◆ Aim of the task ◆
Copy each line of the records below, from the first through the one that contains "out.push('$');", exactly as written.

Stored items
··········
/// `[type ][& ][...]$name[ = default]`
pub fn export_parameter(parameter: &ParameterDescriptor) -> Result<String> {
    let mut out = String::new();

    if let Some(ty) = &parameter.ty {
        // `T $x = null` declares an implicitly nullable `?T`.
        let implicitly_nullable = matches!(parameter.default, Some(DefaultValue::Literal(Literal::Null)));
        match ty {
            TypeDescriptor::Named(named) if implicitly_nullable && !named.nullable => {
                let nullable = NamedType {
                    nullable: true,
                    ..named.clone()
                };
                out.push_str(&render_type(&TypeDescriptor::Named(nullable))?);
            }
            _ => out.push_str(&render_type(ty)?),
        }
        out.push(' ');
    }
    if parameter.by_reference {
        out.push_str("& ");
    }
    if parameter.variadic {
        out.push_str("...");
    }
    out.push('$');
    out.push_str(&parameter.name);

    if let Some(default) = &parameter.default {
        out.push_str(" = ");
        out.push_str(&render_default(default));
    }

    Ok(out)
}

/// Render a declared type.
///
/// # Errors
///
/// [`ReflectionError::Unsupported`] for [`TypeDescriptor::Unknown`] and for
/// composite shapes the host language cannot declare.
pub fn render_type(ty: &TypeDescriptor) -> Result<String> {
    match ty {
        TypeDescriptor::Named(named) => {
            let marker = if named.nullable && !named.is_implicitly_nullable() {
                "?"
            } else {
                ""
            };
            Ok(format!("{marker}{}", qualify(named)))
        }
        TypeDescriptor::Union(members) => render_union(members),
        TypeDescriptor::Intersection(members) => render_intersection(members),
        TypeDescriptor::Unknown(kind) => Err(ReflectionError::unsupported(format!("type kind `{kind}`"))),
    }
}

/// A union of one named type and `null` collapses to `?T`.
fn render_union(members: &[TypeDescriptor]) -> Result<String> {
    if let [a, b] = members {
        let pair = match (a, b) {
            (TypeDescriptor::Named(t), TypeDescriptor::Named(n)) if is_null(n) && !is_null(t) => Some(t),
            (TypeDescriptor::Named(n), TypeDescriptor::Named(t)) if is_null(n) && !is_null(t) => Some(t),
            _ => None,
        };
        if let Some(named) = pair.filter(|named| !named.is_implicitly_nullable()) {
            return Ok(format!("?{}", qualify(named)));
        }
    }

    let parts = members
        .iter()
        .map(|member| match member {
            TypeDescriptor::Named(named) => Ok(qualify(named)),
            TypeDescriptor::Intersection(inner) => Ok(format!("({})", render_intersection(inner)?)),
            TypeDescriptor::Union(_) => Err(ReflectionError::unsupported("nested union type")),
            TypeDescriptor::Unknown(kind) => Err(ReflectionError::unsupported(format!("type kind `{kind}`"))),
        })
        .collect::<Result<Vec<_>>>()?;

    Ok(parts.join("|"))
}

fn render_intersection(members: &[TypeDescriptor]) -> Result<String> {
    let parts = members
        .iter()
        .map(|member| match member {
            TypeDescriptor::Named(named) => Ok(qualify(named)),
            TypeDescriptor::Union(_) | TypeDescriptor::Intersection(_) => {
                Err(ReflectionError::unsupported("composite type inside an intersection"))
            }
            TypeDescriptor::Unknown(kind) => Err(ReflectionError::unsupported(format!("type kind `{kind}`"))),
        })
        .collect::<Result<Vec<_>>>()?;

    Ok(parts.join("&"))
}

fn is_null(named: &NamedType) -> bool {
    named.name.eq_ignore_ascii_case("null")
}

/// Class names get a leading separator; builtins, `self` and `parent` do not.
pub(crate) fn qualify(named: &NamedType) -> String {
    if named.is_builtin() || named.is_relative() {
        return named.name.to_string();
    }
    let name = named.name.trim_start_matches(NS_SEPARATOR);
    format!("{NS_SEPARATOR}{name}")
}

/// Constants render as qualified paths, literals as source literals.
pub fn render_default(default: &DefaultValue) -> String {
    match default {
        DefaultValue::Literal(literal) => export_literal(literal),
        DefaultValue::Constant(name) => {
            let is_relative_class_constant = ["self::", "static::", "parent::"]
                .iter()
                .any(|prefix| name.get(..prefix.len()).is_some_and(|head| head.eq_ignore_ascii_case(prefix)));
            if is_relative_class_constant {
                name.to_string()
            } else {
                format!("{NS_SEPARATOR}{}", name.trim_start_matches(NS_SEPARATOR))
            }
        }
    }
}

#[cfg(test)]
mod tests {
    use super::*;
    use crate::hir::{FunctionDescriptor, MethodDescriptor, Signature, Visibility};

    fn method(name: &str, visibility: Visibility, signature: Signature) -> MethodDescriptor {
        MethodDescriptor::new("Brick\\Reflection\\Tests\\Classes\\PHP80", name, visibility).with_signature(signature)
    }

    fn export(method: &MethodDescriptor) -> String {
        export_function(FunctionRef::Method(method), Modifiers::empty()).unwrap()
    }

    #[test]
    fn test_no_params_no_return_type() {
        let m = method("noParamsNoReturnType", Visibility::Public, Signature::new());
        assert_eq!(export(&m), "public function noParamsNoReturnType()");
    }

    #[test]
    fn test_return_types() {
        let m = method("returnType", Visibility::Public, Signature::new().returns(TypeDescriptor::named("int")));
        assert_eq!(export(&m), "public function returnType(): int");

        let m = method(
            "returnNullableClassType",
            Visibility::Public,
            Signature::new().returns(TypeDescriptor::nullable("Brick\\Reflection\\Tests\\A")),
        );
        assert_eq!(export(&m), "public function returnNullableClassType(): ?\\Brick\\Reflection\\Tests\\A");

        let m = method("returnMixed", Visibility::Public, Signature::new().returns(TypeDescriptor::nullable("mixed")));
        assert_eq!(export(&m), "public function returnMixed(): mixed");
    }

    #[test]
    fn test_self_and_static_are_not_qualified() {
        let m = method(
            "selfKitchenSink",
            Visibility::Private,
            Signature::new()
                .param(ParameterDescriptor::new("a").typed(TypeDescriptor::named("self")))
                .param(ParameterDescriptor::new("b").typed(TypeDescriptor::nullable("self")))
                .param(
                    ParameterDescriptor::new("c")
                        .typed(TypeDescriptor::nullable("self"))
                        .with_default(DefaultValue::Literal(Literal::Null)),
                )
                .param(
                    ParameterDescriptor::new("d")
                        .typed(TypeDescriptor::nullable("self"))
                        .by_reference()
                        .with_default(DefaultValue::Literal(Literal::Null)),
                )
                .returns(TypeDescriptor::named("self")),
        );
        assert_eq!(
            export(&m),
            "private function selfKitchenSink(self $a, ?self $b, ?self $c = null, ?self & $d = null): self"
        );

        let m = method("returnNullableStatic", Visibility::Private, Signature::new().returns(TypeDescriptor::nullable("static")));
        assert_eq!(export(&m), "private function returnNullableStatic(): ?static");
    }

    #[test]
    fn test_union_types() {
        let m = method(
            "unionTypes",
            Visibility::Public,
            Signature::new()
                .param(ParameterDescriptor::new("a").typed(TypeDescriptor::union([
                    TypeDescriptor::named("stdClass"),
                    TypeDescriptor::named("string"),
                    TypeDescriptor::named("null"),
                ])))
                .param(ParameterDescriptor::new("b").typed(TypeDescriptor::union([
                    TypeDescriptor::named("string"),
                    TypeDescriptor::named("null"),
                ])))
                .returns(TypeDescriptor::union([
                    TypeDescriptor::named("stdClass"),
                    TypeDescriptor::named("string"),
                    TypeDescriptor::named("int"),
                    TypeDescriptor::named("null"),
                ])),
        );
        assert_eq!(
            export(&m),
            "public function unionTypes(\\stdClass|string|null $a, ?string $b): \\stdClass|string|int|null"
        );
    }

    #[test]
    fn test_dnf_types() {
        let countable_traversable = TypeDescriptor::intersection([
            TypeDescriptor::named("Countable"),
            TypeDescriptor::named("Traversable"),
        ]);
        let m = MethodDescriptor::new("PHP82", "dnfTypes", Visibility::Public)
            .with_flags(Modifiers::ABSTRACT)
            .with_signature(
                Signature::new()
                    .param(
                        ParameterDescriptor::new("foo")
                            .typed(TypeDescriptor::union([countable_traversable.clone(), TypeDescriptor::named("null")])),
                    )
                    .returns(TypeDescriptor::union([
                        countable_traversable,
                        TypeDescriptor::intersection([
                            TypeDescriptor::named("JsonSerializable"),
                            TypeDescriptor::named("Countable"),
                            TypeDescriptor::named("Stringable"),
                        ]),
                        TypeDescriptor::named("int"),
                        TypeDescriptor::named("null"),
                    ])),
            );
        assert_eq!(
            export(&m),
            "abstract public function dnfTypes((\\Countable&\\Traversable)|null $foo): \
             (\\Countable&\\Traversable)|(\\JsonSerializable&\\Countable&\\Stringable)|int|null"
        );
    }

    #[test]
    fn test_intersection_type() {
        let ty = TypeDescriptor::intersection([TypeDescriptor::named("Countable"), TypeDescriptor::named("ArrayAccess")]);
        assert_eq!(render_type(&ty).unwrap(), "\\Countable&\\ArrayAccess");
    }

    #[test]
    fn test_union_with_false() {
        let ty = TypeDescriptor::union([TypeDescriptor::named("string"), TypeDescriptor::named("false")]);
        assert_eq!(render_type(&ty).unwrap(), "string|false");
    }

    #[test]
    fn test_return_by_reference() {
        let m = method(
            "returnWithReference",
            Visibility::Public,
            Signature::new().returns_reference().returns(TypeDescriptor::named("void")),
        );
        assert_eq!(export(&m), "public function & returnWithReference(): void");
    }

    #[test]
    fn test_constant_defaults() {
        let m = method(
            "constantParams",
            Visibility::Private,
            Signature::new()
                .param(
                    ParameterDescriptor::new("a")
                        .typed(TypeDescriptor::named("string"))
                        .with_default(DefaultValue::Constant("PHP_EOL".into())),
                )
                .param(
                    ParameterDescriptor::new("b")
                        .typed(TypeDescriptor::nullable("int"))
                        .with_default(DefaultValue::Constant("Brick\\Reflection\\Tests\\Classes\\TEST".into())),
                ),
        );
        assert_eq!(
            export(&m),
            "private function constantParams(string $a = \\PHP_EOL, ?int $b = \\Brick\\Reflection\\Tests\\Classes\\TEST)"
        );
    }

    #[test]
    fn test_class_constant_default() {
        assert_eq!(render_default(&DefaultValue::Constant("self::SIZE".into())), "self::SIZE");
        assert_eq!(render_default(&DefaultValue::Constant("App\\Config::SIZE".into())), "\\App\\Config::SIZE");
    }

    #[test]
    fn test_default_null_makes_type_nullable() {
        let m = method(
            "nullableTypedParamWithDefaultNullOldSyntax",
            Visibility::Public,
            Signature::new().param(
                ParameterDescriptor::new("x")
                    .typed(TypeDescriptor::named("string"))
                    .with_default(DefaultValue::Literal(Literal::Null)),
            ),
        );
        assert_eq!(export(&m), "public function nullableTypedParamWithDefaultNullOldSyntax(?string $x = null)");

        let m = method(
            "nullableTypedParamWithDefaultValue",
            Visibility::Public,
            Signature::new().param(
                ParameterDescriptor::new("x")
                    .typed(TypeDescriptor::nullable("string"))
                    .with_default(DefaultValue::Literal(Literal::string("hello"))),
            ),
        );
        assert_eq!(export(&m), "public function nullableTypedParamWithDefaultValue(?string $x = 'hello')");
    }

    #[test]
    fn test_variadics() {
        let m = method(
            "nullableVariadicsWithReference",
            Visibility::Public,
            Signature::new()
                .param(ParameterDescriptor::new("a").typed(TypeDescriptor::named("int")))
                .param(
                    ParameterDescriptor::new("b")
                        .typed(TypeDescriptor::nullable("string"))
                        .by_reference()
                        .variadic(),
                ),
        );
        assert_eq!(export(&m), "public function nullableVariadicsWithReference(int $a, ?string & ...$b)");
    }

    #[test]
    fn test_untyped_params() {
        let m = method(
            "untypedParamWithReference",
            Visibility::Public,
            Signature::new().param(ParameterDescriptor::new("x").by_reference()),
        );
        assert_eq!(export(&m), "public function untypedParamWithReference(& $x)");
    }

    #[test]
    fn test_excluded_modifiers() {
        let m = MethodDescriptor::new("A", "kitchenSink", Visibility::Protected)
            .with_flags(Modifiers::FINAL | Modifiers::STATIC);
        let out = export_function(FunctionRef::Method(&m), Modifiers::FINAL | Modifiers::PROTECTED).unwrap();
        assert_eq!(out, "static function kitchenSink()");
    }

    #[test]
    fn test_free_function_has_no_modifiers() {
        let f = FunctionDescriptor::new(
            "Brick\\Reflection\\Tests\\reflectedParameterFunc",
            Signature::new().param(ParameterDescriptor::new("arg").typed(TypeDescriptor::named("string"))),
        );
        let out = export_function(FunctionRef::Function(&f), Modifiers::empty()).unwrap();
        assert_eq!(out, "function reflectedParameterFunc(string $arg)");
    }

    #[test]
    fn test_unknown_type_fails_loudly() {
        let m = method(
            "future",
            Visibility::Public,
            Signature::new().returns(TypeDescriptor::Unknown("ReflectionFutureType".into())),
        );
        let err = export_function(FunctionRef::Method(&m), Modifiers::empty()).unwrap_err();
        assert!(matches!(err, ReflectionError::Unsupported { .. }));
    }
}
··········
◆ Task answer ◆
/// `[type ][& ][...]$name[ = default]`
pub fn export_parameter(parameter: &ParameterDescriptor) -> Result<String> {
    let mut out = String::new();

    if let Some(ty) = &parameter.ty {
        // `T $x = null` declares an implicitly nullable `?T`.
        let implicitly_nullable = matches!(parameter.default, Some(DefaultValue::Literal(Literal::Null)));
        match ty {
            TypeDescriptor::Named(named) if implicitly_nullable && !named.nullable => {
                let nullable = NamedType {
                    nullable: true,
                    ..named.clone()
                };
                out.push_str(&render_type(&TypeDescriptor::Named(nullable))?);
            }
            _ => out.push_str(&render_type(ty)?),
        }
        out.push(' ');
    }
    if parameter.by_reference {
        out.push_str("& ");
    }
    if parameter.variadic {
        out.push_str("...");
    }
    out.push('$');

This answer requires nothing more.